◆ What you have to do:
Reproduce the records exactly through the line with "fluent check surface".

(Stored items)
//! # softly-core
//!
//! Soft assertions for Rust tests: assertion failures are collected instead
//! of panicking, then reported together when the test ends.
//!
//! This crate provides:
//! - The storing, delegating error collector providers embed
//! - A per-thread collector for class instances shared by concurrent tests
//! - The aggregate "Multiple Failures" error
//! - Standard providers with a small fluent check surface
//! - Execution contexts and the binder a test runner drives to route each
//!   test's failures to that test's collector
//! - Report settings loaded from YAML and the environment

mod aggregate;
mod assertions;
pub mod binder;
mod collector;
mod config;
pub mod context;
pub mod diagnostics;
pub mod injection;
mod provider;
pub mod testing;
mod thread_keyed;

pub use aggregate::{MultipleFailuresError, aggregate, assert_all};
pub use assertions::{AutoAssertAll, BddSoftAssertions, SoftAssert, SoftAssertions, assert_softly};
pub use binder::{ProviderRegistry, SoftAssertionsBinder, TestOutcomeError};
pub use collector::{DefaultErrorCollector, FailureCallback};
pub use config::{DEFAULT_HEADING, ReportConfig, SoftlyConfig};
pub use context::{ContextTree, ExecutionContext};
pub use diagnostics::init_tracing;
pub use injection::{DeclaredType, Executable, FieldDescriptor, ParameterDescriptor};
pub use provider::{ProviderInstance, ProviderType, SoftAssertionsProvider};
pub use thread_keyed::ThreadKeyedCollector;

pub use softly_proto::{Error, ErrorCollector, Failure, FailureLocation, Result};
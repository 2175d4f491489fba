//! The seam every soft assertion reports through.

use crate::failure::Failure;
use std::sync::Arc;

/// Accumulates assertion failures instead of panicking.
///
/// Implementations either store failures themselves or forward every
/// operation to a delegate obtained dynamically (another collector, or the
/// collector bound to the current thread).
pub trait ErrorCollector: Send + Sync {
    /// Records a failure. Never panics; append order equals call order.
    fn collect(&self, failure: Failure);

    /// Marks that at least one assertion passed. Idempotent.
    fn record_success(&self);

    /// Snapshot of every failure recorded so far, in order.
    fn failures(&self) -> Vec<Failure>;

    /// True once `record_success` has been called.
    fn had_any_success(&self) -> bool;

    /// The collector operations are currently forwarded to, if any.
    fn delegate(&self) -> Option<Arc<dyn ErrorCollector>>;

    /// Forwards all further operations to `delegate`.
    fn set_delegate(&self, delegate: Arc<dyn ErrorCollector>);

    /// True when no failure has been recorded.
    fn is_empty(&self) -> bool {
        self.failures().is_empty()
    }
}
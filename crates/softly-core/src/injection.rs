//! What a test runner tells the binder about fields and parameters it
//! wants filled with providers, and the checks applied to them.

use crate::provider::ProviderType;
use softly_proto::{Error, Result};
use std::fmt;

/// The declared type of a field or parameter.
#[derive(Debug, Clone)]
pub enum DeclaredType {
    Provider(ProviderType),
    /// Anything that is not a provider, by type name.
    Other(String),
}

impl DeclaredType {
    pub fn type_name(&self) -> &str {
        match self {
            DeclaredType::Provider(provider) => provider.name(),
            DeclaredType::Other(name) => name,
        }
    }
}

/// A field of a test-class instance marked for provider injection.
#[derive(Debug, Clone)]
pub struct FieldDescriptor {
    pub name: String,
    pub is_static: bool,
    pub is_final: bool,
    pub declared: DeclaredType,
}

impl FieldDescriptor {
    pub fn provider(name: impl Into<String>, provider: ProviderType) -> Self {
        Self {
            name: name.into(),
            is_static: false,
            is_final: false,
            declared: DeclaredType::Provider(provider),
        }
    }

    pub fn other(name: impl Into<String>, type_name: impl Into<String>) -> Self {
        Self {
            name: name.into(),
            is_static: false,
            is_final: false,
            declared: DeclaredType::Other(type_name.into()),
        }
    }

    pub fn as_static(mut self) -> Self {
        self.is_static = true;
        self
    }

    pub fn as_final(mut self) -> Self {
        self.is_final = true;
        self
    }

    /// Checks the field can receive a provider and returns the type to bind.
    pub fn validate(&self) -> Result<&ProviderType> {
        if self.is_static || self.is_final {
            return Err(Error::Configuration(format!(
                "[{}] SoftAssertionsProvider field must not be static or final.",
                self.name
            )));
        }
        let provider = match &self.declared {
            DeclaredType::Provider(provider) => provider,
            DeclaredType::Other(type_name) => {
                return Err(Error::Configuration(format!(
                    "[{}] field is not a SoftAssertionsProvider ({type_name}).",
                    self.name
                )));
            }
        };
        if provider.is_abstract() {
            return Err(Error::Configuration(format!(
                "[{}] SoftAssertionsProvider [{}] is abstract and cannot be instantiated.",
                self.name,
                provider.name()
            )));
        }
        if !provider.has_default_constructor() {
            return Err(Error::Configuration(format!(
                "[{}] SoftAssertionsProvider [{}] does not have a default constructor",
                self.name,
                provider.name()
            )));
        }
        Ok(provider)
    }
}

/// The function or constructor a parameter belongs to.
#[derive(Debug, Clone, PartialEq, Eq)]
pub struct Executable {
    pub name: String,
    pub is_test_method: bool,
}

impl Executable {
    pub fn test_method(name: impl Into<String>) -> Self {
        Self {
            name: name.into(),
            is_test_method: true,
        }
    }

    /// A constructor, lifecycle hook or helper.
    pub fn other(name: impl Into<String>) -> Self {
        Self {
            name: name.into(),
            is_test_method: false,
        }
    }
}

impl fmt::Display for Executable {
    fn fmt(&self, f: &mut fmt::Formatter<'_>) -> fmt::Result {
        f.write_str(&self.name)
    }
}

#[derive(Debug, Clone)]
pub struct ParameterDescriptor {
    pub name: String,
    pub declaring: Executable,
    pub declared: DeclaredType,
}

impl ParameterDescriptor {
    pub fn new(name: impl Into<String>, declaring: Executable, declared: DeclaredType) -> Self {
        Self {
            name: name.into(),
            declaring,
            declared,
        }
    }

    /// Whether the binder should resolve this parameter.
    ///
    /// Non-provider parameters are left to other resolvers (`Ok(false)`).
    /// Provider parameters outside test methods, or of a type that cannot
    /// be instantiated, are configuration errors.
    pub fn check(&self) -> Result<bool> {
        let DeclaredType::Provider(provider) = &self.declared else {
            return Ok(false);
        };
        if !self.declaring.is_test_method {
            return Err(Error::Configuration(format!(
                "cannot resolve SoftAssertionsProvider instances for [{}]. Only test methods are supported.",
                self.declaring
            )));
        }
        if provider.is_abstract() {
            return Err(Error::Configuration(format!(
                "the resolved SoftAssertionsProvider implementation [{}] is abstract and cannot be instantiated.",
                provider.name()
            )));
        }
        if !provider.has_default_constructor() {
            return Err(Error::Configuration(format!(
                "the resolved SoftAssertionsProvider implementation [{}] has no default constructor and cannot be instantiated.",
                provider.name()
            )));
        }
        Ok(true)
    }

    pub fn provider_type(&self) -> Option<&ProviderType> {
        match &self.declared {
            DeclaredType::Provider(provider) => Some(provider),
            DeclaredType::Other(_) => None,
        }
    }
}

#[cfg(test)]
mod tests {
    use super::*;
    use crate::assertions::SoftAssertions;
    use crate::provider::SoftAssertionsProvider;

    #[test]
    fn test_valid_field() {
        let field = FieldDescriptor::provider("softly", ProviderType::of::<SoftAssertions>());
        assert!(field.validate().is_ok());
    }

    #[test]
    fn test_static_or_final_field_rejected() {
        for field in [
            FieldDescriptor::provider("softly", ProviderType::of::<SoftAssertions>()).as_static(),
            FieldDescriptor::provider("softly", ProviderType::of::<SoftAssertions>()).as_final(),
        ] {
            let err = field.validate().unwrap_err();
            assert_eq!(
                err.to_string(),
                "Configuration error: [softly] SoftAssertionsProvider field must not be static or final."
            );
        }
    }

    #[test]
    fn test_non_provider_field_rejected() {
        let err = FieldDescriptor::other("name", "String").validate().unwrap_err();
        assert!(err.is_configuration());
        assert!(err.to_string().contains("[name] field is not a SoftAssertionsProvider (String)."));
    }

    #[test]
    fn test_abstract_and_unconstructible_fields_rejected() {
        let abstract_field = FieldDescriptor::provider(
            "softly",
            ProviderType::abstract_of::<dyn SoftAssertionsProvider>(),
        );
        assert!(abstract_field.validate().unwrap_err().to_string().contains("is abstract"));

        let no_default = FieldDescriptor::provider(
            "softly",
            ProviderType::without_default_constructor::<SoftAssertions>(),
        );
        assert!(
            no_default
                .validate()
                .unwrap_err()
                .to_string()
                .contains("does not have a default constructor")
        );
    }

    #[test]
    fn test_parameter_checks() {
        let provider = DeclaredType::Provider(ProviderType::of::<SoftAssertions>());
        let in_test = ParameterDescriptor::new("softly", Executable::test_method("t"), provider.clone());
        let in_ctor = ParameterDescriptor::new("softly", Executable::other("new"), provider);
        let unrelated = ParameterDescriptor::new(
            "count",
            Executable::test_method("t"),
            DeclaredType::Other("usize".into()),
        );

        assert!(in_test.check().unwrap());
        assert!(!unrelated.check().unwrap());
        let err = in_ctor.check().unwrap_err();
        assert!(err.to_string().contains("Only test methods are supported"));
    }

    #[test]
    fn test_unconstructible_parameter_rejected() {
        let param = ParameterDescriptor::new(
            "softly",
            Executable::test_method("t"),
            DeclaredType::Provider(ProviderType::abstract_of::<dyn SoftAssertionsProvider>()),
        );
        assert!(param.check().unwrap_err().is_configuration());
    }
}
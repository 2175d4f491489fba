//! Testing utilities that stand in for a test runner.

pub mod scenario;

pub use scenario::{ScenarioRunner, TestArgs, TestCase, TestClass, TestOutcome, TestResult};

◆ Finished exercise:
//! # softly-core
//!
//! Soft assertions for Rust tests: assertion failures are collected instead
//! of panicking, then reported together when the test ends.
//!
//! This crate provides:
//! - The storing, delegating error collector providers embed
//! - A per-thread collector for class instances shared by concurrent tests
//! - The aggregate "Multiple Failures" error
//! - Standard providers with a small fluent check surface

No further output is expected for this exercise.